> _Directions_
Which lines of the records below contain the word "IssError"? Report each of them in full.
═══ Excerpted records
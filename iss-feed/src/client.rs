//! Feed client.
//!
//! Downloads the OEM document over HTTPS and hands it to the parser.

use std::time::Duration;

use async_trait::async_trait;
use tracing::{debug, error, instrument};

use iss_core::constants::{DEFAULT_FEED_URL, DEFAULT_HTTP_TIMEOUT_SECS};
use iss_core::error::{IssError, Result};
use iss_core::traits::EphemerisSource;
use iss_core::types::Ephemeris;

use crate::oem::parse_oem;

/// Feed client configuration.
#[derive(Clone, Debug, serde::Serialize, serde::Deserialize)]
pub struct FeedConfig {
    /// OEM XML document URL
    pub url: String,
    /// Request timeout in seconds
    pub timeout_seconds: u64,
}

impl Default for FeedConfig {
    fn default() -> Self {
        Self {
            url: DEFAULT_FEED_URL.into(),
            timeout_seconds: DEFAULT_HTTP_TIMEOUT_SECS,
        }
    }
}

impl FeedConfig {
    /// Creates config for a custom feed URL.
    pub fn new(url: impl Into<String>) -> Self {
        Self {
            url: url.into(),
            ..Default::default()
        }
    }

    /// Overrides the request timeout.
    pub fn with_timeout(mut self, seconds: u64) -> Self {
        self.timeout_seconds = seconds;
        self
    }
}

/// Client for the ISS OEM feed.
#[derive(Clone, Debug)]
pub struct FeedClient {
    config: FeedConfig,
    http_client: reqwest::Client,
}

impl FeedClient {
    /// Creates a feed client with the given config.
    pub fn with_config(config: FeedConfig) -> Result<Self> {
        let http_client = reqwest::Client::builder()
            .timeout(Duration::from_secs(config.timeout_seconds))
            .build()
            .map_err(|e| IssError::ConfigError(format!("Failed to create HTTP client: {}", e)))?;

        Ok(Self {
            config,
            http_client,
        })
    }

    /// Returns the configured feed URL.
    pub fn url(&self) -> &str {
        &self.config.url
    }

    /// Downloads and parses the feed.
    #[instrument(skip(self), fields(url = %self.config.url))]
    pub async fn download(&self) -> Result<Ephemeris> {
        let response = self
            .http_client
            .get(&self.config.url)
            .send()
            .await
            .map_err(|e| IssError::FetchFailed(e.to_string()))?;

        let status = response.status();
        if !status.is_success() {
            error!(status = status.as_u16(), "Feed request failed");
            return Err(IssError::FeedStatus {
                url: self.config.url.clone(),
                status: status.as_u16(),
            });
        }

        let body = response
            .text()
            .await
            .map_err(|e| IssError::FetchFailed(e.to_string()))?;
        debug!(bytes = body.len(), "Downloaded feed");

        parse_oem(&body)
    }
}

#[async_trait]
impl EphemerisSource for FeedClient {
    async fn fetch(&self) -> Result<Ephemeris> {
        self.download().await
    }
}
══════
═══ Excerpted records
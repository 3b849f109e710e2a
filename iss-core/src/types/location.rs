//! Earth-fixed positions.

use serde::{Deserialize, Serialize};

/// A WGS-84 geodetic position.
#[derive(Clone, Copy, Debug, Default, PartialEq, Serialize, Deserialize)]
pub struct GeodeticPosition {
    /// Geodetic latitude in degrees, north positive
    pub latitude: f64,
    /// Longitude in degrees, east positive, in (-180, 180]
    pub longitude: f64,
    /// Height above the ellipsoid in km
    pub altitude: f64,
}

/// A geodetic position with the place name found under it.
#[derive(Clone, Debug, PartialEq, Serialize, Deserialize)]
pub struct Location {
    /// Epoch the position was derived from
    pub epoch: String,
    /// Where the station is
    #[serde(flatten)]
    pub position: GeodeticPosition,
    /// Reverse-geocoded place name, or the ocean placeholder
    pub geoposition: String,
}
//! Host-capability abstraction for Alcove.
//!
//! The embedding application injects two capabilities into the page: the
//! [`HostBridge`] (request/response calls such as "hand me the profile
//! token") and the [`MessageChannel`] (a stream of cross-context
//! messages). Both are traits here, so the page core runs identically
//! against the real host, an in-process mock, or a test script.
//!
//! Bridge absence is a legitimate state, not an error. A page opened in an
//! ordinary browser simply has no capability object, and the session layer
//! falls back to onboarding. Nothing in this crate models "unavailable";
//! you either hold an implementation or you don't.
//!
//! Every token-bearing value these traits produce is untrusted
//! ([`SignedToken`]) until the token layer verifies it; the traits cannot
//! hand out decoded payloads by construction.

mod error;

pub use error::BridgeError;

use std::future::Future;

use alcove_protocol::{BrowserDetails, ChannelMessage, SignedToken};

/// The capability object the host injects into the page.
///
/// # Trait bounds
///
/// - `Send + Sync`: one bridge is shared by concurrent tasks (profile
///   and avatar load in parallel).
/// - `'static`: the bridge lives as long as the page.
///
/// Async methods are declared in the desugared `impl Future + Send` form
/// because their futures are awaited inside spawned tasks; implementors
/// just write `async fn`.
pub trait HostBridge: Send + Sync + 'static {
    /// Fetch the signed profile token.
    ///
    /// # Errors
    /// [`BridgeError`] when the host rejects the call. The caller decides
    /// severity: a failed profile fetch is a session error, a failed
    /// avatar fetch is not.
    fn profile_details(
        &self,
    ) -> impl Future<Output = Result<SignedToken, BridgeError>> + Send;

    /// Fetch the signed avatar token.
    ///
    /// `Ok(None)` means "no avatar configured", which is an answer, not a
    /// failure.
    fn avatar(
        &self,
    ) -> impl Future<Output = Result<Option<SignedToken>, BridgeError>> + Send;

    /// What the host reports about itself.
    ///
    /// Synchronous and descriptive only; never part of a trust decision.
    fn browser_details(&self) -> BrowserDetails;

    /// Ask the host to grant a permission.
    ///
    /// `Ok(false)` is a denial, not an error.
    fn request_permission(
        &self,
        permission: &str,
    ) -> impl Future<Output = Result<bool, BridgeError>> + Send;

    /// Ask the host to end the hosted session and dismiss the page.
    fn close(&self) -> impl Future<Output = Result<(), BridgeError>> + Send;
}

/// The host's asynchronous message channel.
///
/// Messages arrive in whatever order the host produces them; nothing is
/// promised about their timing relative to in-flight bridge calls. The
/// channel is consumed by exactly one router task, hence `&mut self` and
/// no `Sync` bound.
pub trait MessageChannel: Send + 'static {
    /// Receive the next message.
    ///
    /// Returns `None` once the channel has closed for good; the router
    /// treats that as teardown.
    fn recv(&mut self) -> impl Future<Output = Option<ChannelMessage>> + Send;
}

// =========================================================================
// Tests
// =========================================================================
══════
> _Response to this task_
use iss_core::error::{IssError, Result};
            .map_err(|e| IssError::ConfigError(format!("Failed to create HTTP client: {}", e)))?;
            .map_err(|e| IssError::FetchFailed(e.to_string()))?;
            return Err(IssError::FeedStatus {
            .map_err(|e| IssError::FetchFailed(e.to_string()))?;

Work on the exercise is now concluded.